● WORK REQUIRED: Set down exactly the first line of the entries and every line after it, through the line with "payload keys declared".

Data entries:
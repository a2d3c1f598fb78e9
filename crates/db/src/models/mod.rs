//! Domain model structs and DTOs.
//!
//! Each submodule contains:
//! - A `FromRow` + `Serialize` entity struct matching the database row
//! - A `Deserialize` + `Validate` create DTO for inserts, with its required
//!   payload keys declared through [`ecv_core::schema::PayloadFields`]
//! - A `Deserialize` update DTO (all `Option` fields) for patches
//!
//! Everything serializes with camelCase keys, matching the dashboard client.

pub mod archetype;
pub mod artist;
pub mod calendar_slot;
pub mod consistency_alert;
pub mod curated_image;
pub mod marketplace_listing;
pub mod project;
pub mod reality_node;
pub mod reality_relationship;
pub mod timeline_event;
//! Handlers for the `/reality-nodes` resource.

use axum::extract::{Path, Query, State};
use axum::http::StatusCode;
use axum::Json;
use ecv_core::types::DbId;
use ecv_db::models::reality_node::{CreateRealityNode, RealityNode, UpdateRealityNode};
use ecv_db::repositories::RealityNodeRepo;

use crate::error::{AppError, AppResult};
use crate::extract::{ValidatedJson, ValidatedPatch};
use crate::query::ArtistScope;
use crate::state::AppState;

/// GET /api/reality-nodes?artistId=
pub async fn list(
    State(state): State<AppState>,
    Query(scope): Query<ArtistScope>,
) -> AppResult<Json<Vec<RealityNode>>> {
    let nodes = RealityNodeRepo::list_by_artist(&state.pool, scope.require()?).await?;
    Ok(Json(nodes))
}

/// GET /api/reality-nodes/{id}
pub async fn get_by_id(
    State(state): State<AppState>,
    Path(id): Path<DbId>,
) -> AppResult<Json<RealityNode>> {
    let node = RealityNodeRepo::find_by_id(&state.pool, &id)
        .await?
        .ok_or_else(|| AppError::not_found("Reality node", id))?;
    Ok(Json(node))
}

/// POST /api/reality-nodes
pub async fn create(
    State(state): State<AppState>,
    ValidatedJson(input): ValidatedJson<CreateRealityNode>,
) -> AppResult<(StatusCode, Json<RealityNode>)> {
    let node = RealityNodeRepo::create(&state.pool, &input).await?;
    Ok((StatusCode::CREATED, Json(node)))
}

/// PATCH /api/reality-nodes/{id}
pub async fn update(
    State(state): State<AppState>,
    Path(id): Path<DbId>,
    ValidatedPatch(input): ValidatedPatch<UpdateRealityNode>,
) -> AppResult<Json<RealityNode>> {
    let node = RealityNodeRepo::update(&state.pool, &id, &input)
        .await?
        .ok_or_else(|| AppError::not_found("Reality node", id))?;
    Ok(Json(node))
}

/// DELETE /api/reality-nodes/{id}
pub async fn delete(State(state): State<AppState>, Path(id): Path<DbId>) -> AppResult<StatusCode> {
    RealityNodeRepo::delete(&state.pool, &id).await?;
    Ok(StatusCode::NO_CONTENT)
}
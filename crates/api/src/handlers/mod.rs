pub mod ai;
pub mod archetype;
pub mod artist;
pub mod calendar_slot;
pub mod consistency_alert;
pub mod curated_image;
pub mod marketplace_listing;
pub mod project;
pub mod reality_node;
pub mod reality_relationship;
pub mod timeline_event;
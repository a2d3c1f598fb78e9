//! Route definitions for the `/ai` proxy endpoints.

use axum::extract::DefaultBodyLimit;
use axum::routing::post;
use axum::Router;

use crate::handlers::ai;
use crate::state::AppState;

/// Room for multipart boundaries and part headers on top of the file itself.
const MULTIPART_OVERHEAD_BYTES: usize = 64 * 1024;

/// Routes mounted at `/ai`.
///
/// ```text
/// POST /generate-lore    -> generate_lore
/// POST /analyze-image    -> analyze_image
/// ```
pub fn router(max_upload_bytes: usize) -> Router<AppState> {
    Router::new()
        .route("/generate-lore", post(ai::generate_lore))
        .route(
            "/analyze-image",
            post(ai::analyze_image)
                .layer(DefaultBodyLimit::max(max_upload_bytes + MULTIPART_OVERHEAD_BYTES)),
        )
}
//! Consistency alert model and DTOs.

use ecv_core::patch;
use ecv_core::schema::PayloadFields;
use ecv_core::types::{DbId, Timestamp};
use serde::{Deserialize, Serialize};
use sqlx::types::Json;
use sqlx::FromRow;
use validator::Validate;

/// A manually recorded narrative inconsistency.
#[derive(Debug, Clone, FromRow, Serialize)]
#[serde(rename_all = "camelCase")]
pub struct ConsistencyAlert {
    pub id: DbId,
    pub artist_id: DbId,
    pub severity: String,
    pub title: String,
    pub description: String,
    pub affected_nodes: Json<Vec<String>>,
    pub resolved: i32,
    pub created_at: Timestamp,
}

#[derive(Debug, Clone, Deserialize, Validate)]
#[serde(rename_all = "camelCase")]
pub struct CreateConsistencyAlert {
    pub artist_id: DbId,
    pub severity: String,
    pub title: String,
    pub description: String,
    pub affected_nodes: Option<Vec<String>>,
    #[validate(range(min = 0, max = 1, message = "must be 0 or 1"))]
    pub resolved: Option<i32>,
}

impl PayloadFields for CreateConsistencyAlert {
    const REQUIRED: &'static [&'static str] =
        &["artistId", "severity", "title", "description"];
}

#[derive(Debug, Clone, Default, Deserialize, Validate)]
#[serde(rename_all = "camelCase")]
pub struct UpdateConsistencyAlert {
    #[serde(default, deserialize_with = "patch::not_null")]
    pub artist_id: Option<DbId>,
    #[serde(default, deserialize_with = "patch::not_null")]
    pub severity: Option<String>,
    #[serde(default, deserialize_with = "patch::not_null")]
    pub title: Option<String>,
    #[serde(default, deserialize_with = "patch::not_null")]
    pub description: Option<String>,
    #[serde(default, deserialize_with = "patch::not_null")]
    pub affected_nodes: Option<Vec<String>>,
    #[validate(range(min = 0, max = 1, message = "must be 0 or 1"))]
    #[serde(default, deserialize_with = "patch::not_null")]
    pub resolved: Option<i32>,
}

impl PayloadFields for UpdateConsistencyAlert {}
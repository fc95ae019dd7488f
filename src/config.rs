//! Configuration for cast defaults
//!
//! Supports loading configuration from:
//! - Default values
//! - Config file (hashcast.toml)
//! - Environment variables (HASHCAST__*)
//!
//! ## Example config file (hashcast.toml):
//! ```toml
//! [cast]
//! input_keys = "string"
//! output_keys = "symbol"
//! skip_unexpected_attributes = false
//!
//! [limits]
//! max_depth = 32
//! ```

use config_crate::{Config, ConfigError, Environment, File};
use once_cell::sync::Lazy;
use parking_lot::RwLock;
use serde::{Deserialize, Serialize};

use crate::engine::DEFAULT_MAX_DEPTH;
use crate::value::KeyMode;

/// Main configuration
#[derive(Debug, Clone, Default, PartialEq, Serialize, Deserialize)]
pub struct HashCastConfig {
    /// Default cast options
    #[serde(default)]
    pub cast: CastDefaults,

    /// Safety limits
    #[serde(default)]
    pub limits: LimitsConfig,
}

/// Defaults applied to casts that don't set options explicitly.
///
/// `input_keys` is ignored by the CLI, which always reads JSON string keys.
#[derive(Debug, Clone, Default, PartialEq, Serialize, Deserialize)]
pub struct CastDefaults {
    #[serde(default)]
    pub input_keys: KeyMode,

    #[serde(default)]
    pub output_keys: KeyMode,

    #[serde(default)]
    pub skip_unexpected_attributes: bool,
}

#[derive(Debug, Clone, PartialEq, Serialize, Deserialize)]
pub struct LimitsConfig {
    /// Deepest nested hash a cast will descend into
    #[serde(default = "default_max_depth")]
    pub max_depth: usize,
}

fn default_max_depth() -> usize {
    DEFAULT_MAX_DEPTH
}

impl Default for LimitsConfig {
    fn default() -> Self {
        Self {
            max_depth: default_max_depth(),
        }
    }
}

static GLOBAL: Lazy<RwLock<HashCastConfig>> = Lazy::new(|| RwLock::new(HashCastConfig::default()));

/// Current process-wide configuration
pub fn global() -> HashCastConfig {
    GLOBAL.read().clone()
}

/// Replace the process-wide configuration; intended for startup
pub fn set_global(config: HashCastConfig) {
    tracing::debug!(?config, "updated global configuration");
    *GLOBAL.write() = config;
}

impl HashCastConfig {
    /// Load configuration from default locations
    pub fn load() -> Result<Self, ConfigError> {
        Self::load_from(None)
    }

    /// Load configuration, adding a specific file on top of the default locations
    pub fn load_from(config_path: Option<&str>) -> Result<Self, ConfigError> {
        let mut builder = Config::builder();

        let config_locations = ["hashcast.toml", ".hashcast.toml", "config/hashcast.toml"];

        for location in config_locations {
            builder = builder.add_source(File::with_name(location).required(false));
        }

        // XDG config directory
        if let Some(config_dir) = directories::ProjectDirs::from("dev", "hashcast", "hashcast") {
            let xdg_config = config_dir.config_dir().join("hashcast.toml");
            if xdg_config.exists() {
                builder = builder.add_source(File::from(xdg_config).required(false));
            }
        }

        if let Some(path) = config_path {
            builder = builder.add_source(File::with_name(path).required(true));
        }

        // HASHCAST__CAST__INPUT_KEYS=string
        builder = builder.add_source(
            Environment::with_prefix("HASHCAST")
                .prefix_separator("__")
                .separator("__")
                .try_parsing(true),
        );

        let config = builder.build()?;
        config.try_deserialize()
    }

    /// Save configuration to a file
    pub fn save(&self, path: &str) -> std::io::Result<()> {
        let content = toml::to_string_pretty(self)
            .map_err(|e| std::io::Error::new(std::io::ErrorKind::InvalidData, e))?;
        std::fs::write(path, content)
    }
}

#[cfg(test)]
mod tests {
    use super::*;
    use std::io::Write;

    #[test]
    fn test_default_config() {
        let config = HashCastConfig::default();
        assert_eq!(config.cast.input_keys, KeyMode::Symbol);
        assert_eq!(config.cast.output_keys, KeyMode::Symbol);
        assert!(!config.cast.skip_unexpected_attributes);
        assert_eq!(config.limits.max_depth, DEFAULT_MAX_DEPTH);
    }

    #[test]
    fn test_serialize_config() {
        let config = HashCastConfig::default();
        let toml_str = toml::to_string_pretty(&config).unwrap();
        assert!(toml_str.contains("[cast]"));
        assert!(toml_str.contains("[limits]"));
        assert!(toml_str.contains("input_keys = \"symbol\""));
    }

    #[test]
    fn test_load_from_file() {
        let mut file = tempfile::Builder::new().suffix(".toml").tempfile().unwrap();
        writeln!(file, "[cast]\ninput_keys = \"string\"\n\n[limits]\nmax_depth = 8").unwrap();

        let config = HashCastConfig::load_from(file.path().to_str()).unwrap();
        assert_eq!(config.cast.input_keys, KeyMode::String);
        assert_eq!(config.cast.output_keys, KeyMode::Symbol);
        assert_eq!(config.limits.max_depth, 8);
    }

    #[test]
    fn test_save_round_trips() {
        let dir = tempfile::tempdir().unwrap();
        let path = dir.path().join("hashcast.toml");
        let mut config = HashCastConfig::default();
        config.cast.skip_unexpected_attributes = true;

        config.save(path.to_str().unwrap()).unwrap();
        let loaded = HashCastConfig::load_from(path.to_str()).unwrap();
        assert!(loaded.cast.skip_unexpected_attributes);
    }
}
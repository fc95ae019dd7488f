//! hashcast
//!
//! Declarative coercion of untyped nested data. A schema describes the
//! expected keys, their types and nesting; casting an input hash against it
//! yields a hash with converted values, or a descriptive error for the first
//! mismatch.
//!
//! ## Example
//!
//! ```
//! use hashcast::{define_caster, CastOptions, Key, Value};
//!
//! let contact = define_caster("Contact", |s| {
//!     s.string("name");
//!     s.integer("age").optional();
//!     s.float("weight");
//! })
//! .unwrap();
//!
//! let input: Value = [
//!     (Key::symbol("name"), Value::from("Jim")),
//!     (Key::symbol("weight"), Value::from("65.5")),
//! ]
//! .into_iter()
//! .collect();
//!
//! let output = contact.cast(&input, &CastOptions::default()).unwrap();
//! assert_eq!(output[&Key::symbol("weight")], Value::Float(65.5));
//! ```
//!
//! ## Architecture
//!
//! ```text
//! casters    registry of named converters (string, integer, ...)
//! builder    closure DSL producing Attribute trees, resolved against the registry
//! attribute  one schema rule: name, options, Rule (Convert | Nested | Delegate | Each)
//! engine     recursive cast of a Hash against an Attribute list
//! caster     Caster facade: schema built once, cast many times
//! ```

pub mod attribute;
pub mod builder;
pub mod caster;
pub mod casters;
pub mod config;
pub mod document;
pub mod engine;
pub mod error;
pub mod value;

pub use attribute::{Attribute, AttributeOptions, Rule};
pub use builder::{AttributeHandle, SchemaBuilder};
pub use caster::{define_caster, Caster, CasterLink};
pub use casters::{list_converters, register_converter, Converter};
pub use config::HashCastConfig;
pub use document::{AttributeEntry, SchemaDocument};
pub use engine::CastOptions;
pub use error::{CastError, ConversionError, ErrorKind, Result};
pub use value::{Hash, Key, KeyMode, Value};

● REPLY TO THE TASK:
repository a2d3c1f598fb78e9
filename crates/db/src/models/mod.rs
//! Domain model structs and DTOs.
//!
//! Each submodule contains:
//! - A `FromRow` + `Serialize` entity struct matching the database row
//! - A `Deserialize` + `Validate` create DTO for inserts, with its required
//!   payload keys declared through [`ecv_core::schema::PayloadFields`]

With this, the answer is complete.